Please write out all of the records below exactly as they appear.
Start of Block
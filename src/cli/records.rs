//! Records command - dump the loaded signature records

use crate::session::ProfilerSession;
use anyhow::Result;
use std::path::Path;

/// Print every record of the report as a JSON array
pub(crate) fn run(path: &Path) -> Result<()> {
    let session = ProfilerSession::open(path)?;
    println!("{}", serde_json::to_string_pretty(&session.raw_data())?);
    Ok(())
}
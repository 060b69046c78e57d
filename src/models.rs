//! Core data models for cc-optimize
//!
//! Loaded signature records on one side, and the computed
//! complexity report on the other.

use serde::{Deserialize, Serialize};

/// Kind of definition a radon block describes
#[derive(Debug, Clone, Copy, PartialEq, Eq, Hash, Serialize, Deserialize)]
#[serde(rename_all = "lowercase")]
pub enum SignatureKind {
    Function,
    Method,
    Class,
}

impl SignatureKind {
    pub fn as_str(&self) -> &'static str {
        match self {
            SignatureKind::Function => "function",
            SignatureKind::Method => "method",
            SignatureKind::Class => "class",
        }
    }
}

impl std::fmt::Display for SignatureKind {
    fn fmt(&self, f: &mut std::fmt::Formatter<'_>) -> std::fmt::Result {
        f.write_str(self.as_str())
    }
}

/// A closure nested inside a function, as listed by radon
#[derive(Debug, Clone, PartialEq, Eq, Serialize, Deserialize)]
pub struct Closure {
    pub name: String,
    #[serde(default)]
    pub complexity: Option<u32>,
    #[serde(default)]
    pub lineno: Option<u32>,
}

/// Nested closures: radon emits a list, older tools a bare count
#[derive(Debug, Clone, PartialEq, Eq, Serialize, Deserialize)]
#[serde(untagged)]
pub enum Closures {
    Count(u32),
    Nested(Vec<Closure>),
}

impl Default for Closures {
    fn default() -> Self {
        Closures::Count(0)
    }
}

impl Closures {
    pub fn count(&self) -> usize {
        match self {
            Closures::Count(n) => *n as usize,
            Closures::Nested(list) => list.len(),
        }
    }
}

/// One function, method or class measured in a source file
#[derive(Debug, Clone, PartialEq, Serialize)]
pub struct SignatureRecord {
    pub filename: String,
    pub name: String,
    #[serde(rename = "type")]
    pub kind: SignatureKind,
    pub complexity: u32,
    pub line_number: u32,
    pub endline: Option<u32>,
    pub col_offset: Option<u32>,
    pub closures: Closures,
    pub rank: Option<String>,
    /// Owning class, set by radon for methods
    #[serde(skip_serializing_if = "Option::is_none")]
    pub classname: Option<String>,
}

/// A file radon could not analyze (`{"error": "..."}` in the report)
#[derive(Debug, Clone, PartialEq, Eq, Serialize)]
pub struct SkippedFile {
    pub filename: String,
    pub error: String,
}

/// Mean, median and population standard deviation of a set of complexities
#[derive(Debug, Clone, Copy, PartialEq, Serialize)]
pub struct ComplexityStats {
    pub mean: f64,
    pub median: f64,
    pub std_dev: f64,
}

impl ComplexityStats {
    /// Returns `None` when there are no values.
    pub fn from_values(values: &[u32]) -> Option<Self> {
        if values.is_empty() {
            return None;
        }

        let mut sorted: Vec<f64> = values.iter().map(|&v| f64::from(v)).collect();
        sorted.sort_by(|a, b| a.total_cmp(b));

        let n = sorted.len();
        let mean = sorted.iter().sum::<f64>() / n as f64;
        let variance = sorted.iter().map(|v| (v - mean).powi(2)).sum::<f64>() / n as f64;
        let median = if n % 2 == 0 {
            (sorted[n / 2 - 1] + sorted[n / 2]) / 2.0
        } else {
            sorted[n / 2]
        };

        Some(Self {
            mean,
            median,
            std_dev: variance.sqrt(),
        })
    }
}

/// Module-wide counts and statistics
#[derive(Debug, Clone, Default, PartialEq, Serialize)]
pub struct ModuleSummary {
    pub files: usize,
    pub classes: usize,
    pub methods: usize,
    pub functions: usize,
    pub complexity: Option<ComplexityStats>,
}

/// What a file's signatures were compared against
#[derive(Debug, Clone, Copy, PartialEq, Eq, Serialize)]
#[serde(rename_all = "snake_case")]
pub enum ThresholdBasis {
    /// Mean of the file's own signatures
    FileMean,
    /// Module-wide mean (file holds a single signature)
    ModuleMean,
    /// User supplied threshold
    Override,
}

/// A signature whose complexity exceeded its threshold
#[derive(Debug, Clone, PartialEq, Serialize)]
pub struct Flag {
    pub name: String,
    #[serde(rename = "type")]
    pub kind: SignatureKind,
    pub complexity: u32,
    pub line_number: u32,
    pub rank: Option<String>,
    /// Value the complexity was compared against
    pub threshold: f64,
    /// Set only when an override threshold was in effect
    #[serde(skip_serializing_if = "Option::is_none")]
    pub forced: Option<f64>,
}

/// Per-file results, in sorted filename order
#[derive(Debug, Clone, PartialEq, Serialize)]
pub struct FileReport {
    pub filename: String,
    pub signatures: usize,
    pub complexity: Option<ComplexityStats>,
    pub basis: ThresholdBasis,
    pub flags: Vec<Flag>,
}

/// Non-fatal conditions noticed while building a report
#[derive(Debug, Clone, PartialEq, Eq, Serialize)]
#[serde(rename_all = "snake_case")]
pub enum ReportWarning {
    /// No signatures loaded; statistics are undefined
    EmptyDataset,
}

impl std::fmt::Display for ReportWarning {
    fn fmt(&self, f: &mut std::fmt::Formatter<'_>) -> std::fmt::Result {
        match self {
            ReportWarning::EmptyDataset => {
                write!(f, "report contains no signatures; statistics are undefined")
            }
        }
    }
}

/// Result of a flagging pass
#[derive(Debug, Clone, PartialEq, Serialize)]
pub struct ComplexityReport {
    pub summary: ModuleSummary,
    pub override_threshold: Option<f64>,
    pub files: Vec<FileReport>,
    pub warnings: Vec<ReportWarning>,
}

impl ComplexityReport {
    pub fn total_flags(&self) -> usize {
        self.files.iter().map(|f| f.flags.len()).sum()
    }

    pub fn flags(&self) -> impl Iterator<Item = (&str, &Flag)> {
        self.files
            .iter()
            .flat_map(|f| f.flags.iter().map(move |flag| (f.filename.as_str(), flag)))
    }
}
End of Block
■ REPLY TO THE TASK
filename src/cli/records.rs
//! Records command - dump the loaded signature records

use crate::session::ProfilerSession;
use anyhow::Result;
use std::path::Path;

/// Print every record of the report as a JSON array
pub(crate) fn run(path: &Path) -> Result<()> {
    let session = ProfilerSession::open(path)?;
    println!("{}", serde_json::to_string_pretty(&session.raw_data())?);
    Ok(())
}
repository 060b69046c78e57d
filename src/models.rs
//! Core data models for cc-optimize
//!
//! Loaded signature records on one side, and the computed
//! complexity report on the other.

use serde::{Deserialize, Serialize};

/// Kind of definition a radon block describes
#[derive(Debug, Clone, Copy, PartialEq, Eq, Hash, Serialize, Deserialize)]
#[serde(rename_all = "lowercase")]
pub enum SignatureKind {
    Function,
    Method,
    Class,
}

impl SignatureKind {
    pub fn as_str(&self) -> &'static str {
        match self {
            SignatureKind::Function => "function",
            SignatureKind::Method => "method",
            SignatureKind::Class => "class",
        }
    }
}

impl std::fmt::Display for SignatureKind {
    fn fmt(&self, f: &mut std::fmt::Formatter<'_>) -> std::fmt::Result {
        f.write_str(self.as_str())
    }
}

/// A closure nested inside a function, as listed by radon
#[derive(Debug, Clone, PartialEq, Eq, Serialize, Deserialize)]
pub struct Closure {
    pub name: String,
    #[serde(default)]
    pub complexity: Option<u32>,
    #[serde(default)]
    pub lineno: Option<u32>,
}

/// Nested closures: radon emits a list, older tools a bare count
#[derive(Debug, Clone, PartialEq, Eq, Serialize, Deserialize)]
#[serde(untagged)]
pub enum Closures {
    Count(u32),
    Nested(Vec<Closure>),
}

impl Default for Closures {
    fn default() -> Self {
        Closures::Count(0)
    }
}

impl Closures {
    pub fn count(&self) -> usize {
        match self {
            Closures::Count(n) => *n as usize,
            Closures::Nested(list) => list.len(),
        }
    }
}

/// One function, method or class measured in a source file
#[derive(Debug, Clone, PartialEq, Serialize)]
pub struct SignatureRecord {
    pub filename: String,
    pub name: String,
    #[serde(rename = "type")]
    pub kind: SignatureKind,
    pub complexity: u32,
    pub line_number: u32,
    pub endline: Option<u32>,
    pub col_offset: Option<u32>,
    pub closures: Closures,
    pub rank: Option<String>,
    /// Owning class, set by radon for methods
    #[serde(skip_serializing_if = "Option::is_none")]
    pub classname: Option<String>,
}

/// A file radon could not analyze (`{"error": "..."}` in the report)
#[derive(Debug, Clone, PartialEq, Eq, Serialize)]
pub struct SkippedFile {
    pub filename: String,
    pub error: String,
}

/// Mean, median and population standard deviation of a set of complexities
#[derive(Debug, Clone, Copy, PartialEq, Serialize)]
pub struct ComplexityStats {
    pub mean: f64,
    pub median: f64,
    pub std_dev: f64,
}

impl ComplexityStats {
    /// Returns `None` when there are no values.
    pub fn from_values(values: &[u32]) -> Option<Self> {
        if values.is_empty() {
            return None;
        }

        let mut sorted: Vec<f64> = values.iter().map(|&v| f64::from(v)).collect();
        sorted.sort_by(|a, b| a.total_cmp(b));

        let n = sorted.len();
        let mean = sorted.iter().sum::<f64>() / n as f64;
        let variance = sorted.iter().map(|v| (v - mean).powi(2)).sum::<f64>() / n as f64;
        let median = if n % 2 == 0 {
            (sorted[n / 2 - 1] + sorted[n / 2]) / 2.0
        } else {
            sorted[n / 2]
        };

        Some(Self {
            mean,
            median,
            std_dev: variance.sqrt(),
        })
    }
}

/// Module-wide counts and statistics
#[derive(Debug, Clone, Default, PartialEq, Serialize)]
pub struct ModuleSummary {
    pub files: usize,
    pub classes: usize,
    pub methods: usize,
    pub functions: usize,
    pub complexity: Option<ComplexityStats>,
}

/// What a file's signatures were compared against
#[derive(Debug, Clone, Copy, PartialEq, Eq, Serialize)]
#[serde(rename_all = "snake_case")]
pub enum ThresholdBasis {
    /// Mean of the file's own signatures
    FileMean,
    /// Module-wide mean (file holds a single signature)
    ModuleMean,
    /// User supplied threshold
    Override,
}

/// A signature whose complexity exceeded its threshold
#[derive(Debug, Clone, PartialEq, Serialize)]
pub struct Flag {
    pub name: String,
    #[serde(rename = "type")]
    pub kind: SignatureKind,
    pub complexity: u32,
    pub line_number: u32,
    pub rank: Option<String>,
    /// Value the complexity was compared against
    pub threshold: f64,
    /// Set only when an override threshold was in effect
    #[serde(skip_serializing_if = "Option::is_none")]
    pub forced: Option<f64>,
}

/// Per-file results, in sorted filename order
#[derive(Debug, Clone, PartialEq, Serialize)]
pub struct FileReport {
    pub filename: String,
    pub signatures: usize,
    pub complexity: Option<ComplexityStats>,
    pub basis: ThresholdBasis,
    pub flags: Vec<Flag>,
}

/// Non-fatal conditions noticed while building a report
#[derive(Debug, Clone, PartialEq, Eq, Serialize)]
#[serde(rename_all = "snake_case")]
pub enum ReportWarning {
    /// No signatures loaded; statistics are undefined
    EmptyDataset,
}

impl std::fmt::Display for ReportWarning {
    fn fmt(&self, f: &mut std::fmt::Formatter<'_>) -> std::fmt::Result {
        match self {
            ReportWarning::EmptyDataset => {
                write!(f, "report contains no signatures; statistics are undefined")
            }
        }
    }
}

/// Result of a flagging pass
#[derive(Debug, Clone, PartialEq, Serialize)]
pub struct ComplexityReport {
    pub summary: ModuleSummary,
    pub override_threshold: Option<f64>,
    pub files: Vec<FileReport>,
    pub warnings: Vec<ReportWarning>,
}

impl ComplexityReport {
    pub fn total_flags(&self) -> usize {
        self.files.iter().map(|f| f.flags.len()).sum()
    }

    pub fn flags(&self) -> impl Iterator<Item = (&str, &Flag)> {
        self.files
            .iter()
            .flat_map(|f| f.flags.iter().map(move |flag| (f.filename.as_str(), flag)))
    }
}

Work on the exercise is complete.